=== Begin Enclosure ===

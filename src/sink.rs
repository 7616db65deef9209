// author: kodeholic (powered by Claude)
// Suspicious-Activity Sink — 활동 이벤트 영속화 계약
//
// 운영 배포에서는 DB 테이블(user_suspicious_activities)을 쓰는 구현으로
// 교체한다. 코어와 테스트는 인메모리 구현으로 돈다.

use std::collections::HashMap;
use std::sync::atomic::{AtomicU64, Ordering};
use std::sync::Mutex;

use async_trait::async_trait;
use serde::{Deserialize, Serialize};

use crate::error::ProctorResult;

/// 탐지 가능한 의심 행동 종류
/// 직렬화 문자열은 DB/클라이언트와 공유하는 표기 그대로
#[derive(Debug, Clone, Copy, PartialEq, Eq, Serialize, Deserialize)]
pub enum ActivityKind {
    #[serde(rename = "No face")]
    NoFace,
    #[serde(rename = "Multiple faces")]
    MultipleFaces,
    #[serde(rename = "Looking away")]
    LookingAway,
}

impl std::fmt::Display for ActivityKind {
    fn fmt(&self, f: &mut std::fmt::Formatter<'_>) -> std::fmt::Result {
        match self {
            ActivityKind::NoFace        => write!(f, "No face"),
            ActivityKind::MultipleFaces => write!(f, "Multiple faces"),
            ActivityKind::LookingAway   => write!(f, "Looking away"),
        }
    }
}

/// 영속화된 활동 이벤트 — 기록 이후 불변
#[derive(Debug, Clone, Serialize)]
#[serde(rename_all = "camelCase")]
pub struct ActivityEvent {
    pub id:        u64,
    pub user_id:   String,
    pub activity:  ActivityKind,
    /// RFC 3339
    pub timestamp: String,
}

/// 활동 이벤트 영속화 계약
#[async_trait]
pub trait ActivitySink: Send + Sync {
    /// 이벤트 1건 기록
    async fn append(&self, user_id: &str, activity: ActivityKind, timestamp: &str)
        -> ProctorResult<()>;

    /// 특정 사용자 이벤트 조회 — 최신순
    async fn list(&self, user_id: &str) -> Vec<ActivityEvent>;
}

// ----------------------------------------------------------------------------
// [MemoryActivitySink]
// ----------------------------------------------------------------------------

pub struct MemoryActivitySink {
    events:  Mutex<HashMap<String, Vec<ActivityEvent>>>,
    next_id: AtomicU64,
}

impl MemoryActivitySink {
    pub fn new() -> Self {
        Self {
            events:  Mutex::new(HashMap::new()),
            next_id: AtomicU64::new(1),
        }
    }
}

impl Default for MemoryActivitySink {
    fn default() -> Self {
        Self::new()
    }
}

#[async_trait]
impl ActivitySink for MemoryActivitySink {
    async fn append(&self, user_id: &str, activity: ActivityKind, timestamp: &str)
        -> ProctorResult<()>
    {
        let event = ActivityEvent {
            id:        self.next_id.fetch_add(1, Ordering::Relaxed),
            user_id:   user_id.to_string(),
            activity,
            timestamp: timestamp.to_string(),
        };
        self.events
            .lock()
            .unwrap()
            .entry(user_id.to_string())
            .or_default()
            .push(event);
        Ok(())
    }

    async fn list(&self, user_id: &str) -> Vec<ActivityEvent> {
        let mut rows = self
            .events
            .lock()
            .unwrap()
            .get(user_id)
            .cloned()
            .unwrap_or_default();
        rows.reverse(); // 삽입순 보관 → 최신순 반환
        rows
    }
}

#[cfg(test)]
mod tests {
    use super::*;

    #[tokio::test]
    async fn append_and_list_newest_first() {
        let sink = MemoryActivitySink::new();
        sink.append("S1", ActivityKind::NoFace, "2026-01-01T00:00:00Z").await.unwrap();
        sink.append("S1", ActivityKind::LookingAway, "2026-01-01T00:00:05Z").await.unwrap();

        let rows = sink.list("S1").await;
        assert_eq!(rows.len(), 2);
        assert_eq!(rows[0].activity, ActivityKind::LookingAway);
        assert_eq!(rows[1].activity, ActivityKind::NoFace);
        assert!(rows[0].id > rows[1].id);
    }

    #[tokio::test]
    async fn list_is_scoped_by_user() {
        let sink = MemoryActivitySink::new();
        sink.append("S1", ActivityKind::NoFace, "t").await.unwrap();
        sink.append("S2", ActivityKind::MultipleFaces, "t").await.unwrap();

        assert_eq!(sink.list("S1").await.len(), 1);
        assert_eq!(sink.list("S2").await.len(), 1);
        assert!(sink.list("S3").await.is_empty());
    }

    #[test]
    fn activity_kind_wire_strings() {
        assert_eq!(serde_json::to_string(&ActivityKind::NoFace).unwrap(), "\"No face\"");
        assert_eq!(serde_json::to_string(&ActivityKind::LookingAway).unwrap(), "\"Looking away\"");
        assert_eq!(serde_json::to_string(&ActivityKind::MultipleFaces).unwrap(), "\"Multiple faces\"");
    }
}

=== End Enclosure ===

Instructions to follow:
Take every line from the listing above that includes the word "derive" and copy it.

Answer:
#[derive(Debug, Clone, Copy, PartialEq, Eq, Serialize, Deserialize)]
#[derive(Debug, Clone, Serialize)]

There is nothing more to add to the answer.